**Your task**
For each line in the records that contains "skipped", make a copy.

Input data section start

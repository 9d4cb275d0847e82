//! End-to-end integration tests for the complete tracking flow.
//!
//! Tests the full pipeline through the compiled binary: add tasks, start
//! and stop sessions, report, export, edit entries, back up.

use std::path::{Path, PathBuf};
use std::process::{Command, Output};

use tempfile::TempDir;

fn ttr_binary() -> String {
    env!("CARGO_BIN_EXE_ttr").to_string()
}

/// Writes a config file pointing at a temp database and returns its path.
fn write_config(temp: &Path, single_active: bool) -> PathBuf {
    let config_file = temp.join("config.toml");
    let db_file = temp.join("ttr.db");
    let backup_dir = temp.join("backups");
    std::fs::write(
        &config_file,
        format!(
            "database_path = \"{}\"\nbackup_dir = \"{}\"\nsingle_active = {single_active}\n",
            db_file.display(),
            backup_dir.display()
        ),
    )
    .unwrap();
    config_file
}

fn ttr(config: &Path, args: &[&str]) -> Output {
    Command::new(ttr_binary())
        .arg("--config")
        .arg(config)
        .args(args)
        .output()
        .expect("failed to run ttr")
}

fn assert_success(output: &Output) -> String {
    assert!(
        output.status.success(),
        "command failed: {}",
        String::from_utf8_lossy(&output.stderr)
    );
    String::from_utf8_lossy(&output.stdout).into_owned()
}

#[test]
fn task_add_and_list_round_trip() {
    let temp = TempDir::new().unwrap();
    let config = write_config(temp.path(), true);

    assert_success(&ttr(&config, &["task", "add", "deep work", "--important"]));
    assert_success(&ttr(&config, &["task", "add", "email"]));

    let listing = assert_success(&ttr(&config, &["task", "list"]));
    let deep = listing.find("deep work").expect("deep work listed");
    let email = listing.find("email").expect("email listed");
    assert!(deep < email, "important task sorts first:\n{listing}");
}

#[test]
fn adding_the_same_task_twice_reuses_it() {
    let temp = TempDir::new().unwrap();
    let config = write_config(temp.path(), true);

    assert_success(&ttr(&config, &["task", "add", "repeat"]));
    let second = assert_success(&ttr(&config, &["task", "add", "repeat"]));
    assert!(second.contains("already exists"), "got: {second}");

    let listing = assert_success(&ttr(&config, &["task", "list"]));
    assert_eq!(listing.matches("repeat").count(), 1);
}

#[test]
fn exclusive_start_switches_the_running_task() {
    let temp = TempDir::new().unwrap();
    let config = write_config(temp.path(), true);

    // `start` defines tasks on first use.
    assert_success(&ttr(&config, &["start", "task a"]));
    let switch = assert_success(&ttr(&config, &["start", "task b"]));
    assert!(switch.contains("Stopped 'task a'"), "got: {switch}");
    assert!(switch.contains("Started 'task b'"), "got: {switch}");

    let status = assert_success(&ttr(&config, &["status"]));
    assert!(status.contains("Running:"));
    assert!(status.contains("task b"));
    assert_eq!(
        status.matches("since").count(),
        1,
        "exactly one running session:\n{status}"
    );
}

#[test]
fn per_task_mode_runs_sessions_concurrently() {
    let temp = TempDir::new().unwrap();
    let config = write_config(temp.path(), false);

    assert_success(&ttr(&config, &["start", "task a"]));
    let second = assert_success(&ttr(&config, &["start", "task b"]));
    assert!(
        !second.contains("Stopped"),
        "no auto-switch in per-task mode: {second}"
    );

    let status = assert_success(&ttr(&config, &["status"]));
    assert_eq!(status.matches("since").count(), 2, "both running:\n{status}");

    let paused = assert_success(&ttr(&config, &["pause"]));
    assert!(paused.contains("Stopped 2 session(s)."), "got: {paused}");
}

#[test]
fn starting_twice_is_a_benign_noop() {
    let temp = TempDir::new().unwrap();
    let config = write_config(temp.path(), true);

    assert_success(&ttr(&config, &["start", "once"]));
    let again = assert_success(&ttr(&config, &["start", "once"]));
    assert!(again.contains("already running"), "got: {again}");
}

#[test]
fn pause_with_nothing_running_reports_quietly() {
    let temp = TempDir::new().unwrap();
    let config = write_config(temp.path(), true);

    let output = assert_success(&ttr(&config, &["pause"]));
    assert!(output.contains("Nothing is running."));
}

#[test]
fn report_aggregates_today() {
    let temp = TempDir::new().unwrap();
    let config = write_config(temp.path(), true);

    assert_success(&ttr(&config, &["start", "work"]));
    assert_success(&ttr(&config, &["stop", "work"]));

    let report = assert_success(&ttr(&config, &["report"]));
    assert!(report.starts_with("DAILY REPORT:"), "got: {report}");
    assert!(report.contains("work"));
    assert!(report.contains("Total:"));

    let json = assert_success(&ttr(&config, &["report", "--json"]));
    let parsed: serde_json::Value = serde_json::from_str(&json).expect("valid JSON report");
    assert_eq!(parsed["task_count"], 1);
    assert_eq!(parsed["tasks"][0]["task_name"], "work");
}

#[test]
fn export_writes_a_csv_file() {
    let temp = TempDir::new().unwrap();
    let config = write_config(temp.path(), true);
    let out = temp.path().join("summary.csv");

    assert_success(&ttr(&config, &["start", "exported"]));
    assert_success(&ttr(&config, &["stop"]));

    assert_success(&ttr(
        &config,
        &["export", "--out", out.to_str().unwrap()],
    ));

    let csv = std::fs::read_to_string(&out).unwrap();
    let mut lines = csv.lines();
    assert_eq!(lines.next(), Some("task,important,hours"));
    assert!(csv.contains("exported"));
    assert!(csv.lines().last().unwrap().starts_with("Total,,"));
}

#[test]
fn entry_edit_validates_and_refiles() {
    let temp = TempDir::new().unwrap();
    let config = write_config(temp.path(), true);

    assert_success(&ttr(&config, &["start", "editable"]));
    assert_success(&ttr(&config, &["stop"]));

    // Inverted interval is rejected with a structured message.
    let rejected = ttr(
        &config,
        &[
            "entry",
            "edit",
            "1",
            "--start",
            "2024-01-15T10:00:00",
            "--end",
            "2024-01-15T09:00:00",
        ],
    );
    assert!(!rejected.status.success());
    let stderr = String::from_utf8_lossy(&rejected.stderr);
    assert!(
        stderr.contains("does not follow"),
        "should explain the rejection: {stderr}"
    );

    // A valid edit recomputes and refiles under the new date.
    let edited = assert_success(&ttr(
        &config,
        &[
            "entry",
            "edit",
            "1",
            "--start",
            "2024-01-15T09:00:00",
            "--end",
            "2024-01-15T10:30:00",
        ],
    ));
    assert!(edited.contains("1.50h on 2024-01-15"), "got: {edited}");

    let day = assert_success(&ttr(&config, &["day", "--date", "2024-01-15"]));
    assert!(day.contains("editable"), "refiled entry listed: {day}");
}

#[test]
fn deleting_a_missing_entry_fails_cleanly() {
    let temp = TempDir::new().unwrap();
    let config = write_config(temp.path(), true);

    // Touch the database first so the error is about the entry.
    assert_success(&ttr(&config, &["task", "add", "anything"]));

    let output = ttr(&config, &["entry", "del", "42"]);
    assert!(!output.status.success());
    let stderr = String::from_utf8_lossy(&output.stderr);
    assert!(stderr.contains("no entry with id 42"), "got: {stderr}");
}

#[test]
fn placeholder_entries_appear_on_the_day_sheet() {
    let temp = TempDir::new().unwrap();
    let config = write_config(temp.path(), true);

    assert_success(&ttr(&config, &["task", "add", "placeholder"]));
    assert_success(&ttr(
        &config,
        &["entry", "add-empty", "placeholder", "--date", "2024-03-01"],
    ));

    let day = assert_success(&ttr(&config, &["day", "--date", "2024-03-01"]));
    assert!(day.contains("placeholder"));
    assert!(day.contains("0.00"));
}

#[test]
fn backup_copies_the_database() {
    let temp = TempDir::new().unwrap();
    let config = write_config(temp.path(), true);

    assert_success(&ttr(&config, &["task", "add", "saved"]));
    let output = assert_success(&ttr(&config, &["backup"]));
    assert!(output.contains("Backup created:"), "got: {output}");

    let backups: Vec<_> = std::fs::read_dir(temp.path().join("backups"))
        .unwrap()
        .collect();
    assert_eq!(backups.len(), 1);

    // A cadence-gated backup right after is skipped.
    let skipped = assert_success(&ttr(&config, &["backup", "--max-age-days", "7"]));
    assert!(skipped.contains("Backup skipped"), "got: {skipped}");
}

#[test]
fn database_survives_between_invocations() {
    let temp = TempDir::new().unwrap();
    let config = write_config(temp.path(), true);

    assert_success(&ttr(&config, &["start", "persistent"]));

    // A separate process sees the open session: an entry left open is a
    // valid state, recovered rather than discarded.
    let status = assert_success(&ttr(&config, &["status"]));
    assert!(status.contains("persistent"));
    assert!(status.contains("Running:"));

    let stopped = assert_success(&ttr(&config, &["stop"]));
    assert!(stopped.contains("Stopped 'persistent'"));
}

Input data section end

**Solution to this exercise**
    // A cadence-gated backup right after is skipped.
    let skipped = assert_success(&ttr(&config, &["backup", "--max-age-days", "7"]));
    assert!(skipped.contains("Backup skipped"), "got: {skipped}");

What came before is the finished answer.